[Stored data entries]
○ ○ ○ ○ ○ ○ ○
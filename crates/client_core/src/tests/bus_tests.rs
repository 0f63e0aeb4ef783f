use super::*;
use chrono::Utc;
use shared::domain::{ChannelId, MessageId, MessageScope, UserId};
use std::time::Duration;
use tokio::time::timeout;

fn entry(user: i64, channel: i64) -> TypingPresenceEntry {
    TypingPresenceEntry {
        user_id: UserId(user),
        channel_id: ChannelId(channel),
        started_at: Utc::now(),
    }
}

#[tokio::test]
async fn data_changes_reach_only_subscribers_of_the_topic() {
    let hub = LocalHub::new();
    let bus = hub.connect();
    let general = Topic::messages(MessageScope::Channel(ChannelId(1)));
    let random = Topic::messages(MessageScope::Channel(ChannelId(2)));

    let mut general_stream = bus.subscribe_data(general).await.expect("subscribe");
    let mut random_stream = bus.subscribe_data(random).await.expect("subscribe");

    hub.publish_data(general, DataChange::Delete { id: MessageId(5) });

    let got = timeout(Duration::from_secs(1), general_stream.next())
        .await
        .expect("event in time")
        .expect("stream open");
    assert_eq!(got, DataChange::Delete { id: MessageId(5) });
    assert!(timeout(Duration::from_millis(50), random_stream.next())
        .await
        .is_err());
}

#[tokio::test]
async fn presence_subscription_starts_with_a_snapshot() {
    let hub = LocalHub::new();
    let alice = hub.connect();
    let bob = hub.connect();
    let topic = Topic::typing(ChannelId(3));

    alice
        .publish_presence(topic, entry(1, 3))
        .await
        .expect("track");

    let mut stream = bob.subscribe_presence(topic).await.expect("subscribe");
    match stream.next().await.expect("snapshot") {
        PresenceEvent::Sync(entries) => {
            assert_eq!(entries.len(), 1);
            assert_eq!(entries[0].user_id, UserId(1));
        }
        other => panic!("expected sync, got {other:?}"),
    }

    alice.withdraw_presence(topic).await.expect("untrack");
    match stream.next().await.expect("leave") {
        PresenceEvent::Leave(entries) => assert_eq!(entries[0].user_id, UserId(1)),
        other => panic!("expected leave, got {other:?}"),
    }
}

#[tokio::test]
async fn unsubscribe_ends_open_streams() {
    let hub = LocalHub::new();
    let bus = hub.connect();
    let topic = Topic::messages(MessageScope::Channel(ChannelId(4)));
    let mut stream = bus.subscribe_data(topic).await.expect("subscribe");

    bus.unsubscribe(topic).await.expect("unsubscribe");

    let ended = timeout(Duration::from_secs(1), stream.next())
        .await
        .expect("stream finishes");
    assert!(ended.is_none());
}

#[tokio::test]
async fn dropping_a_connection_withdraws_its_presence() {
    let hub = LocalHub::new();
    let watcher = hub.connect();
    let topic = Topic::typing(ChannelId(9));
    let mut stream = watcher.subscribe_presence(topic).await.expect("subscribe");
    let _ = stream.next().await;

    {
        let typist = hub.connect();
        typist
            .publish_presence(topic, entry(2, 9))
            .await
            .expect("track");
        assert!(matches!(
            stream.next().await,
            Some(PresenceEvent::Join(_))
        ));
    }

    match timeout(Duration::from_secs(1), stream.next())
        .await
        .expect("leave in time")
    {
        Some(PresenceEvent::Leave(entries)) => assert_eq!(entries[0].user_id, UserId(2)),
        other => panic!("expected leave, got {other:?}"),
    }
    assert!(hub.presence_snapshot(topic).is_empty());
}

#[tokio::test]
async fn topics_stay_open_until_the_last_holder_unsubscribes() {
    let hub = LocalHub::new();
    let bus = hub.connect();
    let topic = Topic::messages(MessageScope::Channel(ChannelId(6)));
    let _first = bus.subscribe_data(topic).await.expect("subscribe");
    let mut second = bus.subscribe_data(topic).await.expect("subscribe");

    bus.unsubscribe(topic).await.expect("unsubscribe");
    hub.publish_data(topic, DataChange::Delete { id: MessageId(7) });
    let got = timeout(Duration::from_secs(1), second.next())
        .await
        .expect("event in time");
    assert_eq!(got, Some(DataChange::Delete { id: MessageId(7) }));

    bus.unsubscribe(topic).await.expect("unsubscribe");
    let ended = timeout(Duration::from_secs(1), second.next())
        .await
        .expect("stream finishes");
    assert!(ended.is_none());
}

#[tokio::test]
async fn shared_presence_is_withdrawn_by_the_last_holder() {
    let hub = LocalHub::new();
    let bus = hub.connect();
    let topic = Topic::typing(ChannelId(8));

    bus.publish_presence(topic, entry(1, 8)).await.expect("track");
    bus.publish_presence(topic, entry(1, 8)).await.expect("track");
    bus.withdraw_presence(topic).await.expect("untrack");
    assert_eq!(hub.presence_snapshot(topic).len(), 1);

    bus.withdraw_presence(topic).await.expect("untrack");
    assert!(hub.presence_snapshot(topic).is_empty());
}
○ ○ ○ ○ ○ ○ ○
• _Activity_: Every line above that includes the string "watcher" needs to be copied.

• _Task output_:
    let watcher = hub.connect();
    let mut stream = watcher.subscribe_presence(topic).await.expect("subscribe");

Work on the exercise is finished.